Task to complete: Using the records below, transcribe word for word the stretch from the line that contains "deletion terminal from" through the line that contains "self.state.lock().unwrap().view.clone()", both end lines included, and nothing else.

Data to process:
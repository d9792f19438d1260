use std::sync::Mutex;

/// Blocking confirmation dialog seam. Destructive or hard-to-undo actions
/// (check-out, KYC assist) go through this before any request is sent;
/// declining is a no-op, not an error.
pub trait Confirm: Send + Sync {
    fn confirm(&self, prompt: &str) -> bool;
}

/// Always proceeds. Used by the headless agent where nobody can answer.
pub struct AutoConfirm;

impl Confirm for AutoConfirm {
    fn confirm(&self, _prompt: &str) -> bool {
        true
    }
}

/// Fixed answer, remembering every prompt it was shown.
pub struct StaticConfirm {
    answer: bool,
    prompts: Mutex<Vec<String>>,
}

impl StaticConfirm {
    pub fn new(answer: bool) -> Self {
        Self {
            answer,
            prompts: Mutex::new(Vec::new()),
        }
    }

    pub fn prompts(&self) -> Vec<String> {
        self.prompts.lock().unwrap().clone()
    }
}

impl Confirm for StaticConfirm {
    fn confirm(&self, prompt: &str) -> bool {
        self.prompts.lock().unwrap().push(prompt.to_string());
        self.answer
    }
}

--

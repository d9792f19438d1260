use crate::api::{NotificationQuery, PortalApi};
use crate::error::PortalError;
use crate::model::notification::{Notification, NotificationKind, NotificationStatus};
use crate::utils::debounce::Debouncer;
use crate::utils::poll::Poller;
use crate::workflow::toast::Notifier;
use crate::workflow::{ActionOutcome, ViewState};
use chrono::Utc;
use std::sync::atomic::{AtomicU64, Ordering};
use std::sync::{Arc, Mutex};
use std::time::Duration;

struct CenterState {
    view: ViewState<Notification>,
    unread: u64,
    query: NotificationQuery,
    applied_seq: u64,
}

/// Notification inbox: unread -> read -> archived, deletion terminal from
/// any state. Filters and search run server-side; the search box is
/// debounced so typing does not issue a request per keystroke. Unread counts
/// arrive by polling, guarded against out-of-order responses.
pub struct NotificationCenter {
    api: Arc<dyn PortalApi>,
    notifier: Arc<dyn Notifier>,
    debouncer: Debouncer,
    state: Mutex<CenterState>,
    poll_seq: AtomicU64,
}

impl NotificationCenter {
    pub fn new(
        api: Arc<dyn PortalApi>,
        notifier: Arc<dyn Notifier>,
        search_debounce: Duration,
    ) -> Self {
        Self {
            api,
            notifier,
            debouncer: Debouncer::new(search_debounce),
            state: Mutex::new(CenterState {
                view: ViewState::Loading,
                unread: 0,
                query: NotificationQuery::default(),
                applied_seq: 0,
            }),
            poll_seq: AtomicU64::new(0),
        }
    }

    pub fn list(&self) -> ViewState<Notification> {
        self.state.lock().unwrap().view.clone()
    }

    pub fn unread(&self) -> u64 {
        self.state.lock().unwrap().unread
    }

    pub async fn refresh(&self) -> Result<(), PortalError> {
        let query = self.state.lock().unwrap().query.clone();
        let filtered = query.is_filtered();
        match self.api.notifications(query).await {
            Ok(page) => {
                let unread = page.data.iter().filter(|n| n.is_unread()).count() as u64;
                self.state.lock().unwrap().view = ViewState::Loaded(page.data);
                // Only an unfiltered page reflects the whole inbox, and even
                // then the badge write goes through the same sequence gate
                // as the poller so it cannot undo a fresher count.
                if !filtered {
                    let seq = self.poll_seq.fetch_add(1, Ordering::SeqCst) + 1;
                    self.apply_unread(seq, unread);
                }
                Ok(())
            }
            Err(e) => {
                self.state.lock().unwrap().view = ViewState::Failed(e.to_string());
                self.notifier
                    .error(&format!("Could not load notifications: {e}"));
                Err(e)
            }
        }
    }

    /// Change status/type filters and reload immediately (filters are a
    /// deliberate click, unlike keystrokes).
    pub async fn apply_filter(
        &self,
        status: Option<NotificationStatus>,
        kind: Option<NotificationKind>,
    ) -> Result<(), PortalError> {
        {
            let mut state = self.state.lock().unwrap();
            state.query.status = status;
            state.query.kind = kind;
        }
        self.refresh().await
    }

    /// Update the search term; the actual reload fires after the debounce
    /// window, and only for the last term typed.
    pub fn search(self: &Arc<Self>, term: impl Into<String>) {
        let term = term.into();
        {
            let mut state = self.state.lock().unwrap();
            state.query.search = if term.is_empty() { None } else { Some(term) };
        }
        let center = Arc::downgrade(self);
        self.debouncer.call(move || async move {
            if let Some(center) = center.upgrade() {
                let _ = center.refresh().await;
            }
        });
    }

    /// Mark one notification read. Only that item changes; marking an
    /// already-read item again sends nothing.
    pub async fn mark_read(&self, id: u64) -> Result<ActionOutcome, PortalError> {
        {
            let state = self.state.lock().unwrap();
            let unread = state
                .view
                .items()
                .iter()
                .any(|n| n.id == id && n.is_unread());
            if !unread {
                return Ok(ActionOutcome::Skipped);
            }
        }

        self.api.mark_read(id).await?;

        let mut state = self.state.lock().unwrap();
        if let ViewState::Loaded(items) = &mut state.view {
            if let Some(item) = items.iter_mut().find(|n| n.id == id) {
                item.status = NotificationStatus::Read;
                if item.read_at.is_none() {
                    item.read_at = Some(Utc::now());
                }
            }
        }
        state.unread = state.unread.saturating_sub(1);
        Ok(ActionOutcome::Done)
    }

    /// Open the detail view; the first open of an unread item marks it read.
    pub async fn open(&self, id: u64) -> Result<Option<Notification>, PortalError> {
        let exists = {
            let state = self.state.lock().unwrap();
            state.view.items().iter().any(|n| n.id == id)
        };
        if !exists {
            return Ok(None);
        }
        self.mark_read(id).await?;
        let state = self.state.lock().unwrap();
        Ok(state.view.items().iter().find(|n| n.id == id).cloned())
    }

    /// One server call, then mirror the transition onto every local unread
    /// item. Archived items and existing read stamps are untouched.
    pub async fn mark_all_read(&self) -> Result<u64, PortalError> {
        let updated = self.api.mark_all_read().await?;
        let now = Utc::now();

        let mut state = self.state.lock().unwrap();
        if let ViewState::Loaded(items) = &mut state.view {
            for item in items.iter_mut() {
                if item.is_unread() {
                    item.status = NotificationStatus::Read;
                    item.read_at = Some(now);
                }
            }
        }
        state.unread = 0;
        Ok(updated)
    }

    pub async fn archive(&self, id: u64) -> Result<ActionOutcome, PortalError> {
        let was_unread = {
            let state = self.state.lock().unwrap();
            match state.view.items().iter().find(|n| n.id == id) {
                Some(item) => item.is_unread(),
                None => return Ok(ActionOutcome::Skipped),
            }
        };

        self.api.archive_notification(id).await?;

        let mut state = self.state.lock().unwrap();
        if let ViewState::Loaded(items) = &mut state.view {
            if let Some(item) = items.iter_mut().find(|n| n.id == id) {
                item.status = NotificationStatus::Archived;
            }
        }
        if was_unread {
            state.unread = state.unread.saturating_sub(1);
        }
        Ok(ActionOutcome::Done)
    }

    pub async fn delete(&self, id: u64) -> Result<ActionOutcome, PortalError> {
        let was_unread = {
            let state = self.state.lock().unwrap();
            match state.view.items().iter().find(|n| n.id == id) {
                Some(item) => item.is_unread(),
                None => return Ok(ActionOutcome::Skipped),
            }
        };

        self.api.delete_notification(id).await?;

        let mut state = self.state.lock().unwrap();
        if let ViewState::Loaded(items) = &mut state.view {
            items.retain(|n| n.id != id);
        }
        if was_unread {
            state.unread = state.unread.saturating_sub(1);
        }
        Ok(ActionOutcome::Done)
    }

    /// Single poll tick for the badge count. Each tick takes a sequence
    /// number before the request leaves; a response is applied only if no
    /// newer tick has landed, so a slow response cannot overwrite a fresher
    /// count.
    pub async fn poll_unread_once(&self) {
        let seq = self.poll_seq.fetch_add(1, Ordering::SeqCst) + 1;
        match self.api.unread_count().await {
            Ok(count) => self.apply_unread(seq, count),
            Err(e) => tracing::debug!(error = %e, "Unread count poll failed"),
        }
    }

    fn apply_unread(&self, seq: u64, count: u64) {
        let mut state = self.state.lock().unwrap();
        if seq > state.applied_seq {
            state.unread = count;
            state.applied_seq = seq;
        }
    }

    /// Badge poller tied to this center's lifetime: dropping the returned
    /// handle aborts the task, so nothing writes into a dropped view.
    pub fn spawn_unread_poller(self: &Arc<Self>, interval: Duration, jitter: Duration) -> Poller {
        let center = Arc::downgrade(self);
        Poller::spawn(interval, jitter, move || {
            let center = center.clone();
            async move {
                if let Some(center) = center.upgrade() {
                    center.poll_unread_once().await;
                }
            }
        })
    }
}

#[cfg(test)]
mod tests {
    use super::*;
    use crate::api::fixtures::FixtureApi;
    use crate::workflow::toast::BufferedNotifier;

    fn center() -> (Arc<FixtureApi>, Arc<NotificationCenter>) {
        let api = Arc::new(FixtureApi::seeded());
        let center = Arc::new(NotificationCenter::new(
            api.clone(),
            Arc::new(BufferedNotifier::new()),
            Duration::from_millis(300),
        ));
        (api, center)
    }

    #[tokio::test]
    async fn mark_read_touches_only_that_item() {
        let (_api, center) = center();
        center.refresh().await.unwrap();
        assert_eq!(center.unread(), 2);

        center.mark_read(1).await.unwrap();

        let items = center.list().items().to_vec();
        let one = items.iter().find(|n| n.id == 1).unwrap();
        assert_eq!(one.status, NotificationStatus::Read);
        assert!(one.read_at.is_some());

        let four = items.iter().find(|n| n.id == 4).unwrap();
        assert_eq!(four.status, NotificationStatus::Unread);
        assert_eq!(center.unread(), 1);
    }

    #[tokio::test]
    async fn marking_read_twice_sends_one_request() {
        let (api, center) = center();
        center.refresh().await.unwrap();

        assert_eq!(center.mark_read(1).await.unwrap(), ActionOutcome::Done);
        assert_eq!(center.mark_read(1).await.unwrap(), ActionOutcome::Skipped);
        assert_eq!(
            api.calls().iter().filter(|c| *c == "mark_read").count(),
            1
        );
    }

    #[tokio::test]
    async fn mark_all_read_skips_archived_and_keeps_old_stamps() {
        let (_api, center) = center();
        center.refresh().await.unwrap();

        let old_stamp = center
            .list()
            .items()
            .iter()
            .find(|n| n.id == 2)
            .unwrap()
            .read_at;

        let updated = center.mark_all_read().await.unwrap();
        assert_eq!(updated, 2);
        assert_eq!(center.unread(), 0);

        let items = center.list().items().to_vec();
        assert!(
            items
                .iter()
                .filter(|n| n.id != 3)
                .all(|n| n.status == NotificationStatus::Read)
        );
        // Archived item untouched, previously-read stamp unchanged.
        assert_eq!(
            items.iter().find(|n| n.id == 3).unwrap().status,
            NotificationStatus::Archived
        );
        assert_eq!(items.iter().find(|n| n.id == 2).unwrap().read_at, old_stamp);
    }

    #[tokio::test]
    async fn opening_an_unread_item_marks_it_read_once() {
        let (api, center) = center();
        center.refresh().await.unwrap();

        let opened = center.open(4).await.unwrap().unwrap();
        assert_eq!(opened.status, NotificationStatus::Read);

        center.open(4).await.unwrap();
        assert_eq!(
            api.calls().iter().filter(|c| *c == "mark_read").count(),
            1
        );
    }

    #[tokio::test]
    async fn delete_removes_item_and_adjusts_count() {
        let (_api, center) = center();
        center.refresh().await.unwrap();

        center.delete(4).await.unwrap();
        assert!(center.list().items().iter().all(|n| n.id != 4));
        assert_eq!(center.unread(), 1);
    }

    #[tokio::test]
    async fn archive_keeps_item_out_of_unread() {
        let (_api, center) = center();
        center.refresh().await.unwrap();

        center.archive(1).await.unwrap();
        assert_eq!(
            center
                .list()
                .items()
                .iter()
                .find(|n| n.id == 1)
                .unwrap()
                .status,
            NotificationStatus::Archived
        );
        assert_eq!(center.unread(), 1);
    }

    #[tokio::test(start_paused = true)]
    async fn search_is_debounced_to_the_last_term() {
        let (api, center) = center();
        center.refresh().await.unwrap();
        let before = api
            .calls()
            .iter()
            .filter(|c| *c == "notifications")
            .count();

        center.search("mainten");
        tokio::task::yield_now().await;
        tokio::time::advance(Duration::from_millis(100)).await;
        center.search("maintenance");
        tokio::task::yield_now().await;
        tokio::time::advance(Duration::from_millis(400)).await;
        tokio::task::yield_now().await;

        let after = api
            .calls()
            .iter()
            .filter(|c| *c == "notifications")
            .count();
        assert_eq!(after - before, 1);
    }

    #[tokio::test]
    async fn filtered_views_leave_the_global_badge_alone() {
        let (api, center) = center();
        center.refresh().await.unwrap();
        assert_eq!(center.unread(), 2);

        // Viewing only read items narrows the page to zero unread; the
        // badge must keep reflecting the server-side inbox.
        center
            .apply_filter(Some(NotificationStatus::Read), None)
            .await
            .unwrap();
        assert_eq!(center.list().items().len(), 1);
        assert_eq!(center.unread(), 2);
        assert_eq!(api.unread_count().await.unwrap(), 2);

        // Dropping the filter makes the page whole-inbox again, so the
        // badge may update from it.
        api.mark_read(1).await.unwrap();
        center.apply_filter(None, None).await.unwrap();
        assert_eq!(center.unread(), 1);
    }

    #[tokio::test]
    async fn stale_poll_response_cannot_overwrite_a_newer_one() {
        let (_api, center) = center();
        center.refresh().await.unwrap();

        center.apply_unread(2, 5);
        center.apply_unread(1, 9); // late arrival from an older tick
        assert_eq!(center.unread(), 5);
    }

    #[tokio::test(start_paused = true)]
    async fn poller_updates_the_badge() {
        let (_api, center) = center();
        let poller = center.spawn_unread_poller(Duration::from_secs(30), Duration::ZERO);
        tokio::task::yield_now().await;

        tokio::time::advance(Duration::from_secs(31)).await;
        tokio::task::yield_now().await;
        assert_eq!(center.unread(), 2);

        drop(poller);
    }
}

Your solution:
/// Notification inbox: unread -> read -> archived, deletion terminal from
/// any state. Filters and search run server-side; the search box is
/// debounced so typing does not issue a request per keystroke. Unread counts
/// arrive by polling, guarded against out-of-order responses.
pub struct NotificationCenter {
    api: Arc<dyn PortalApi>,
    notifier: Arc<dyn Notifier>,
    debouncer: Debouncer,
    state: Mutex<CenterState>,
    poll_seq: AtomicU64,
}

impl NotificationCenter {
    pub fn new(
        api: Arc<dyn PortalApi>,
        notifier: Arc<dyn Notifier>,
        search_debounce: Duration,
    ) -> Self {
        Self {
            api,
            notifier,
            debouncer: Debouncer::new(search_debounce),
            state: Mutex::new(CenterState {
                view: ViewState::Loading,
                unread: 0,
                query: NotificationQuery::default(),
                applied_seq: 0,
            }),
            poll_seq: AtomicU64::new(0),
        }
    }

    pub fn list(&self) -> ViewState<Notification> {
        self.state.lock().unwrap().view.clone()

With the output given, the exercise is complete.